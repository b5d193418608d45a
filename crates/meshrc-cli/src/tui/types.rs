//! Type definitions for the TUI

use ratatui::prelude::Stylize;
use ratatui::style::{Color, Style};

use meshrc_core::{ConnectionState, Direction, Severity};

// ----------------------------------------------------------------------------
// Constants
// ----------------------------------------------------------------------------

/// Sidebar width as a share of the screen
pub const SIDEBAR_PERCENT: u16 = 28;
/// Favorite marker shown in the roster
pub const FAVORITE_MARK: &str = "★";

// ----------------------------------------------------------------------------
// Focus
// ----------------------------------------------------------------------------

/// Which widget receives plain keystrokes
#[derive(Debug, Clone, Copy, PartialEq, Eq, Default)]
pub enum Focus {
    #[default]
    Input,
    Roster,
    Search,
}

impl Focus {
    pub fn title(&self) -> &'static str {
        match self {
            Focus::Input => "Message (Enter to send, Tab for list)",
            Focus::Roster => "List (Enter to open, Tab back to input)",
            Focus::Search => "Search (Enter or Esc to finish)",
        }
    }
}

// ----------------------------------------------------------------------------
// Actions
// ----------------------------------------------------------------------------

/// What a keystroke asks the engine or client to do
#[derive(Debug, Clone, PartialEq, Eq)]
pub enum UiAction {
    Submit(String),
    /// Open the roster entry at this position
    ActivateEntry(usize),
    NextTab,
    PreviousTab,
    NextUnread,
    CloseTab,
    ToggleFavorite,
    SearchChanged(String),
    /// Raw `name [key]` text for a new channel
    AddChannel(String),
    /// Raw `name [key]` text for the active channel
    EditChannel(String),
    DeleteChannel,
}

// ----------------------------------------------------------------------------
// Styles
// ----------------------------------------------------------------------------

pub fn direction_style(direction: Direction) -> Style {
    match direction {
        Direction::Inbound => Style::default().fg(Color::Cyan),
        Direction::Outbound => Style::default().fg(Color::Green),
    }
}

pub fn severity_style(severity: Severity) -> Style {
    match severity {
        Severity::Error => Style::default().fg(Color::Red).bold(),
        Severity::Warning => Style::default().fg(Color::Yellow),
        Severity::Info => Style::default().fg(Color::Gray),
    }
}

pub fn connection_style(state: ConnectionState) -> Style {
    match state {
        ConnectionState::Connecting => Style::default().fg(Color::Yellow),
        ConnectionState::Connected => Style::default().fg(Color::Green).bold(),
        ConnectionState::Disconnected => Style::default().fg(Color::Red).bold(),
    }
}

...

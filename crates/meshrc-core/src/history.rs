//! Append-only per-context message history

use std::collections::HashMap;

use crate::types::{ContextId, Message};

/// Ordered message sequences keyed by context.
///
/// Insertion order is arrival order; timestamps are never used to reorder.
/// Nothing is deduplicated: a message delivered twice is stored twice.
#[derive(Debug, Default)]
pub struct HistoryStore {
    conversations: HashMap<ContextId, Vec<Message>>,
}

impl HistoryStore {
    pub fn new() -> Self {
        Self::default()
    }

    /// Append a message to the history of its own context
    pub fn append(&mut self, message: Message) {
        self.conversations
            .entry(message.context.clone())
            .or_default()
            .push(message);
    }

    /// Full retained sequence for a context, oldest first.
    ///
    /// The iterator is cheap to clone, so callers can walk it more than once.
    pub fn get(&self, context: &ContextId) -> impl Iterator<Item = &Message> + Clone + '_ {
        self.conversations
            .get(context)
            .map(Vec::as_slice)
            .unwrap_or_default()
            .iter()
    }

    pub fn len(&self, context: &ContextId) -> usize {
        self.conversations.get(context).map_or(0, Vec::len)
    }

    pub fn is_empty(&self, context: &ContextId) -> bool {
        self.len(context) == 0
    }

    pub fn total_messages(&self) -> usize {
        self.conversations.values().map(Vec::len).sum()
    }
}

---

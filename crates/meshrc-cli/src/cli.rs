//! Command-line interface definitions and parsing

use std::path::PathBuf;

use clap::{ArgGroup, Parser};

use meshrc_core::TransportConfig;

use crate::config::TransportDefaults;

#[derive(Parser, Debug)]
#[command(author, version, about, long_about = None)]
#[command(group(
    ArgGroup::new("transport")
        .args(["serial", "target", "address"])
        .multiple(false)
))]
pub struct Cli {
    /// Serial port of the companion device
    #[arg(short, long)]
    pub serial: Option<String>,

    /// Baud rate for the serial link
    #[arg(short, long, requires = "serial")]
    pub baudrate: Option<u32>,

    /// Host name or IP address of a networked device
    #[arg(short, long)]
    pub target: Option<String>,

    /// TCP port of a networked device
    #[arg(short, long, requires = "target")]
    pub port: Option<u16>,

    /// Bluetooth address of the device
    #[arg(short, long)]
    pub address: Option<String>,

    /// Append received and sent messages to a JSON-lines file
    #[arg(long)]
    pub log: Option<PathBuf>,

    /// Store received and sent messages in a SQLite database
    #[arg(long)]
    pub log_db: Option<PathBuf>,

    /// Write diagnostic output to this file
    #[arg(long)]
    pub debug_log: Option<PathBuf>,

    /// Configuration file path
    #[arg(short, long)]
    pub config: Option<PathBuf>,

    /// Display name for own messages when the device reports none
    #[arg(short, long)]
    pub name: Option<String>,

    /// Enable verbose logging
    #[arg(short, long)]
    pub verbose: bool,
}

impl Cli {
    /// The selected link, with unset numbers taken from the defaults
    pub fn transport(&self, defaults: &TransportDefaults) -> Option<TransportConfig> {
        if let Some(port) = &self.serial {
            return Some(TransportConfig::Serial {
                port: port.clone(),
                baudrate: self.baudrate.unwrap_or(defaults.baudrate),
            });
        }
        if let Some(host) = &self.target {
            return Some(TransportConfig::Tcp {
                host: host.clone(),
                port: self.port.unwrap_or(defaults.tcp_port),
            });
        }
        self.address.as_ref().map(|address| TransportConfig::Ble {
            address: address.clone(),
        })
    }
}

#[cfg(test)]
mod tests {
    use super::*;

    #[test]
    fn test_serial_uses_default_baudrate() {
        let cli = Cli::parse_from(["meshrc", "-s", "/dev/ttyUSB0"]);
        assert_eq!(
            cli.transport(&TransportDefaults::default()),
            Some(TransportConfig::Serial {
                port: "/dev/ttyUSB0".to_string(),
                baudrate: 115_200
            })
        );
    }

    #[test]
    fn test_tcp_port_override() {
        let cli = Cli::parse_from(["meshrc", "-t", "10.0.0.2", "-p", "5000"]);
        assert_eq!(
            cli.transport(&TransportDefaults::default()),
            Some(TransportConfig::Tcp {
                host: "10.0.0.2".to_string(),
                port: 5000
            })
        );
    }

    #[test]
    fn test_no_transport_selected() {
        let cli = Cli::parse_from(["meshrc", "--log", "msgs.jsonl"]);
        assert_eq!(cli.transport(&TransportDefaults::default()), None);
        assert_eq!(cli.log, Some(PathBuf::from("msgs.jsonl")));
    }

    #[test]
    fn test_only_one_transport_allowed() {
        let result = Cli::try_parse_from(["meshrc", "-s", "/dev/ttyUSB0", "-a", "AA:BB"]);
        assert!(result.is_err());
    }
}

— Task —
Only one stretch of the records above is wanted: the lines between the one holding "repository b5d193418608d45a" and the one holding "in the roster", inclusive, reproduced exactly.

— Solution to the problem —
repository b5d193418608d45a
filename crates/meshrc-cli/src/tui/types.rs
//! Type definitions for the TUI

use ratatui::prelude::Stylize;
use ratatui::style::{Color, Style};

use meshrc_core::{ConnectionState, Direction, Severity};

// ----------------------------------------------------------------------------
// Constants
// ----------------------------------------------------------------------------

/// Sidebar width as a share of the screen
pub const SIDEBAR_PERCENT: u16 = 28;
/// Favorite marker shown in the roster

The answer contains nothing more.